What you are asked to do:
Below are records. Find each line in them that holds the word "value" and copy it.

Data in this exercise:
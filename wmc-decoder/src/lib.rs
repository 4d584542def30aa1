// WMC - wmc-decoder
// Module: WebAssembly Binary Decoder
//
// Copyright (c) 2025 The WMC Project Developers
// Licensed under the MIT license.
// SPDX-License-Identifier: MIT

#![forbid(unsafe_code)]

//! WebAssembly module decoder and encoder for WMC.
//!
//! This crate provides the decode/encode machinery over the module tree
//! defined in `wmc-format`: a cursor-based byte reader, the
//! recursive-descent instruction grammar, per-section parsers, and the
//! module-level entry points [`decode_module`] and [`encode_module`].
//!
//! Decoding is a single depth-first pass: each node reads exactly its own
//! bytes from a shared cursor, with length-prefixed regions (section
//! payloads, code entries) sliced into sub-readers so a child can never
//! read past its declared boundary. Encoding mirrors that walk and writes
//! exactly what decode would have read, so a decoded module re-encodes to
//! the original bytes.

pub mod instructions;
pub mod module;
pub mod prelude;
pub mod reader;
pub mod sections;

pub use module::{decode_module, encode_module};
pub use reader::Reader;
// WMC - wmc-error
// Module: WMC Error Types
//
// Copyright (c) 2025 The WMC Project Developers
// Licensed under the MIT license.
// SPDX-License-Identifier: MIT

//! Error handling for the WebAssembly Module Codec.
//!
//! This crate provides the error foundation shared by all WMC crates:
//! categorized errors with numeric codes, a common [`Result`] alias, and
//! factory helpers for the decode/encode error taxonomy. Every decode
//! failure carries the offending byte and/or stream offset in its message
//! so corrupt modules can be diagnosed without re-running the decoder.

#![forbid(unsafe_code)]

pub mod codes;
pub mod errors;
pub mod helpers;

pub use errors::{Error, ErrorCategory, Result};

---

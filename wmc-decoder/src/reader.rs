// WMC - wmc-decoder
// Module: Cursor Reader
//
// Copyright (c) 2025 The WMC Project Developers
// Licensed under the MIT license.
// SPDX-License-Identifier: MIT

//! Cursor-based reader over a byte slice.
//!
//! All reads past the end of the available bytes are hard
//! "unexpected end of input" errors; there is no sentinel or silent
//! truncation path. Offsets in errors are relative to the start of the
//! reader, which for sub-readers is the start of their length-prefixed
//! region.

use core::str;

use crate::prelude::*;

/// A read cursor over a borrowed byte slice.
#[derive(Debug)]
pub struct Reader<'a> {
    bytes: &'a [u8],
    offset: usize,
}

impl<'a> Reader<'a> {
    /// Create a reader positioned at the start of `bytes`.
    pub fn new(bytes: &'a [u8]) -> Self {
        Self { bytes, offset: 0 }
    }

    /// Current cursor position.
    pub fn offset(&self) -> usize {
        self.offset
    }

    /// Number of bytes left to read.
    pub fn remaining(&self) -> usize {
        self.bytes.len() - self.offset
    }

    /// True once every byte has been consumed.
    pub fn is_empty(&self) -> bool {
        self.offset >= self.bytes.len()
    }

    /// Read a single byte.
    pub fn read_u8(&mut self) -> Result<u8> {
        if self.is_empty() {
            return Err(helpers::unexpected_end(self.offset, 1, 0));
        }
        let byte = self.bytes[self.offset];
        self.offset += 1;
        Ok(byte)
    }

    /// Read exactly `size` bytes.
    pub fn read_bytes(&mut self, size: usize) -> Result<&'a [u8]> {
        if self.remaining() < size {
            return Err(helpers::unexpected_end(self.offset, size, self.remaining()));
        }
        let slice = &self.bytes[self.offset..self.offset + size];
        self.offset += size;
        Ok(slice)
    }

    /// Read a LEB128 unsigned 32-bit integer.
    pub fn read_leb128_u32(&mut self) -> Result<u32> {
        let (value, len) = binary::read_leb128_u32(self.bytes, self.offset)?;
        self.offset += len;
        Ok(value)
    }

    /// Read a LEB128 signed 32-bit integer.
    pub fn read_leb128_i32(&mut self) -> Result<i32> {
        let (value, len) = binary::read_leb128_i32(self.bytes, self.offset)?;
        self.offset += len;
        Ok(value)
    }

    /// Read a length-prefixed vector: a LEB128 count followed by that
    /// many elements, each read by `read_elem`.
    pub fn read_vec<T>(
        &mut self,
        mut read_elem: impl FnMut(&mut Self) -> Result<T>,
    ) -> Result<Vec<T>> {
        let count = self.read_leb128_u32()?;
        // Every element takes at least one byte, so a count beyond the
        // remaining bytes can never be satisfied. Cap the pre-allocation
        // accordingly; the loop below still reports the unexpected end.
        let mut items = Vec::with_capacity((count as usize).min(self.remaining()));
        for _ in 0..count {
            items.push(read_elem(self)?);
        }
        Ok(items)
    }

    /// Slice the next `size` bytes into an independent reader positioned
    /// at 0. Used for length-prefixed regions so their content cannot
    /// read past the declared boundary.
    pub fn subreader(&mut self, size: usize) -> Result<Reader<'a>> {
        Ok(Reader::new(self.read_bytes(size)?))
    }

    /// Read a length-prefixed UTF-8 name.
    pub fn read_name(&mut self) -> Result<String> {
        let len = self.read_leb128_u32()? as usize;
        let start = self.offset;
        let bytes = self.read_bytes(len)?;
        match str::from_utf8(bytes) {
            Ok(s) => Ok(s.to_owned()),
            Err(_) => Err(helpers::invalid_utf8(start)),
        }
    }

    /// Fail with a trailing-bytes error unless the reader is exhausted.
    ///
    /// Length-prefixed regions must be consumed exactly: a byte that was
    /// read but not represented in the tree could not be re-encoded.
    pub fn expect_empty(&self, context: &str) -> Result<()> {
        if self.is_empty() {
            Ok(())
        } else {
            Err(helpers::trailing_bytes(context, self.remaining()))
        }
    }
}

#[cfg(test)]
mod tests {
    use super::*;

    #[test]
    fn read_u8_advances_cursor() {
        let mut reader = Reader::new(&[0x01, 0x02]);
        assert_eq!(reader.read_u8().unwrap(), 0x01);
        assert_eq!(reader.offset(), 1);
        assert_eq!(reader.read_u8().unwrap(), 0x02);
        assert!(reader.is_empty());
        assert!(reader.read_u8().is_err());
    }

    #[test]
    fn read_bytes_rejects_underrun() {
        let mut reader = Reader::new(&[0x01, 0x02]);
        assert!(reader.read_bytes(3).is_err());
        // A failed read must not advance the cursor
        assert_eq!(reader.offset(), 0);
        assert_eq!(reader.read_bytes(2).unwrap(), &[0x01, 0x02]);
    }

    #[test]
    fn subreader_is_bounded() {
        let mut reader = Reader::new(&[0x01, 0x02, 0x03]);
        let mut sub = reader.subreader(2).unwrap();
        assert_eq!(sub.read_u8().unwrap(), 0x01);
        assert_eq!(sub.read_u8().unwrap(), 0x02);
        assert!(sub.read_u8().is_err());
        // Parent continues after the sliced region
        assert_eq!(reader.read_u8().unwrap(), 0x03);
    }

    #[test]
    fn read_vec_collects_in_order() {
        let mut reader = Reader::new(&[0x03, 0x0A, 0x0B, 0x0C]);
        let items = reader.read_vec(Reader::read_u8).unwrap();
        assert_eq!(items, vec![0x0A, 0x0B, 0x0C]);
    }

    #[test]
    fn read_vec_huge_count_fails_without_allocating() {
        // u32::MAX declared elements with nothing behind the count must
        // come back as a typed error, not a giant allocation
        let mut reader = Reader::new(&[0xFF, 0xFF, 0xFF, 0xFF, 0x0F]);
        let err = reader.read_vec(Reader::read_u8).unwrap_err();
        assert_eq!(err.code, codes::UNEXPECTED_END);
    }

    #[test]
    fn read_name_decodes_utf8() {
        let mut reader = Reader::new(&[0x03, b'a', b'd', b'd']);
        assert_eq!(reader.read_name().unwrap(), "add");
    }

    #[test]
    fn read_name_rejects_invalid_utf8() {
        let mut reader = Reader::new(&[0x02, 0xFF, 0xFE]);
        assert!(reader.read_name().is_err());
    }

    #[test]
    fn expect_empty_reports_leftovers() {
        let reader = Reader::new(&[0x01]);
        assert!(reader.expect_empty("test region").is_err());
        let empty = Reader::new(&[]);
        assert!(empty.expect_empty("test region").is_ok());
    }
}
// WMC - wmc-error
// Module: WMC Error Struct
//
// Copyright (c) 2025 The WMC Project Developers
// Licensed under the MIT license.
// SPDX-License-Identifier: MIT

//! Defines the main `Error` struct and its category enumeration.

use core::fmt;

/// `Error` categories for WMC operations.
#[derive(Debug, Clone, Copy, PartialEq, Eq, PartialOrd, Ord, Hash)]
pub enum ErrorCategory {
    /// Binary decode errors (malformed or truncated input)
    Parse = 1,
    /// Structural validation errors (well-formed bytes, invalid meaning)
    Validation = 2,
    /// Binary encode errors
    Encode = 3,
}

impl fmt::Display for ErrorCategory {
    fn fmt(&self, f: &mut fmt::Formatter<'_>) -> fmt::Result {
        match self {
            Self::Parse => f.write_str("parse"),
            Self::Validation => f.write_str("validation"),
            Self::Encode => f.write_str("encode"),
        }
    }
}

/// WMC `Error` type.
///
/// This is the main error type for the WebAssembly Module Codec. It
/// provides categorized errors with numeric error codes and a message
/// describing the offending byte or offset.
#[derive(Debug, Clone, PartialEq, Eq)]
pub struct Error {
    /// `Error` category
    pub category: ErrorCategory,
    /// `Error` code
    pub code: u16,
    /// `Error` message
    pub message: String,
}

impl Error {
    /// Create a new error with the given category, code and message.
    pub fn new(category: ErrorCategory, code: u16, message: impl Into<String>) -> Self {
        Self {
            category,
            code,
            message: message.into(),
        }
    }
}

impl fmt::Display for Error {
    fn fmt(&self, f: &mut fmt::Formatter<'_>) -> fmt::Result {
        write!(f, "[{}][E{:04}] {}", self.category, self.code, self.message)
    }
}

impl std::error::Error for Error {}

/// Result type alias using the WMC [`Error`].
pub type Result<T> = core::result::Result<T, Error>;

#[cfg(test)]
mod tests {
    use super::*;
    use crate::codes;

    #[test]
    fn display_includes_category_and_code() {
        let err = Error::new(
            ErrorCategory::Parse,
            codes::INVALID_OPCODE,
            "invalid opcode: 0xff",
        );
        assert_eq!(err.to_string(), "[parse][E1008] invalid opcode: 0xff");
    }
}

Reply:
        let (value, len) = binary::read_leb128_u32(self.bytes, self.offset)?;
        Ok(value)
        let (value, len) = binary::read_leb128_i32(self.bytes, self.offset)?;
        Ok(value)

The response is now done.